GOAL OF THE EXERCISE >> For these records, count the lines containing the word "session" and respond with the number alone.

RECORD EXCERPTS >>
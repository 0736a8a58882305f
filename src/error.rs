use std::time::Duration;

use thiserror::Error;

/// Configuration-related errors with structured variants.
#[derive(Error, Debug)]
pub enum ConfigError {
    #[error("missing required field: {field}")]
    MissingField { field: &'static str },

    #[error("invalid value for {field}: {reason}")]
    InvalidValue { field: &'static str, reason: String },

    #[error("failed to read config file: {0}")]
    ReadFile(#[source] std::io::Error),

    #[error("failed to parse config: {0}")]
    Parse(#[source] toml::de::Error),

    #[error("{0}")]
    Other(String),
}

/// Connection pool errors.
#[derive(Error, Debug)]
pub enum PoolError {
    /// No connection became available within the acquire timeout.
    #[error("timed out after {waited:?} waiting for an engine connection")]
    AcquireTimeout { waited: Duration },

    /// The pool is shutting down; retrying against this pool will not succeed.
    #[error("connection pool is closing")]
    Closing,

    /// The engine rejected a query. Surfaced verbatim, never retried.
    #[error("query failed: {0}")]
    Query(String),

    /// The engine could not open a new session.
    #[error("failed to open engine session: {0}")]
    Connect(String),
}

/// One failed source within a federated execution.
#[derive(Debug, Clone, PartialEq, Eq)]
pub struct SourceFailure {
    pub source: String,
    pub error: String,
}

/// Errors raised by the federation layer.
#[derive(Error, Debug)]
pub enum FederationError {
    /// Every adapter attempted by a strategy failed.
    #[error("all sources failed: {}", format_attempts(.attempts))]
    AllSourcesFailed { attempts: Vec<SourceFailure> },

    /// Neither the requested, a capable, nor the default strategy is available.
    #[error("no federation strategy available (default '{default}' is not registered)")]
    NoStrategy { default: String },

    #[error("no dataset adapters registered")]
    NoAdapters,
}

impl FederationError {
    /// Source identifiers attempted, in attempt order.
    #[must_use]
    pub fn attempted_sources(&self) -> Vec<&str> {
        match self {
            Self::AllSourcesFailed { attempts } => {
                attempts.iter().map(|a| a.source.as_str()).collect()
            }
            _ => Vec::new(),
        }
    }
}

fn format_attempts(attempts: &[SourceFailure]) -> String {
    attempts
        .iter()
        .map(|a| format!("{} ({})", a.source, a.error))
        .collect::<Vec<_>>()
        .join(", ")
}

#[derive(Error, Debug)]
pub enum Error {
    #[error(transparent)]
    Config(#[from] ConfigError),

    #[error(transparent)]
    Pool(#[from] PoolError),

    #[error(transparent)]
    Federation(#[from] FederationError),

    /// The dependency is isolated by its circuit breaker.
    #[error("circuit open for '{dependency}', retry in {retry_after:?}")]
    CircuitOpen {
        dependency: String,
        retry_after: Duration,
    },

    /// A dataset adapter failed for a reason of its own.
    #[error("source '{source_id}' failed: {reason}")]
    Source { source_id: String, reason: String },

    /// The query translator could not produce a pattern.
    #[error("translation failed: {0}")]
    Translation(String),

    #[error("JSON parsing error: {0}")]
    Json(#[from] serde_json::Error),

    #[error("IO error: {0}")]
    Io(#[from] std::io::Error),

    #[error("background task failed: {0}")]
    Task(String),
}

impl Error {
    /// True for failures a caller may retry after backing off.
    #[must_use]
    pub fn is_retryable(&self) -> bool {
        matches!(
            self,
            Self::Pool(PoolError::AcquireTimeout { .. }) | Self::CircuitOpen { .. }
        )
    }

    /// True for the error kinds surfaced to end users.
    #[must_use]
    pub fn is_user_visible(&self) -> bool {
        matches!(
            self,
            Self::Pool(PoolError::AcquireTimeout { .. })
                | Self::Federation(FederationError::AllSourcesFailed { .. })
                | Self::CircuitOpen { .. }
        )
    }
}

pub type Result<T> = std::result::Result<T, Error>;

impl From<tokio::task::JoinError> for Error {
    fn from(err: tokio::task::JoinError) -> Self {
        Error::Task(err.to_string())
    }
}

SOLUTION FOR THIS EXERCISE >> 2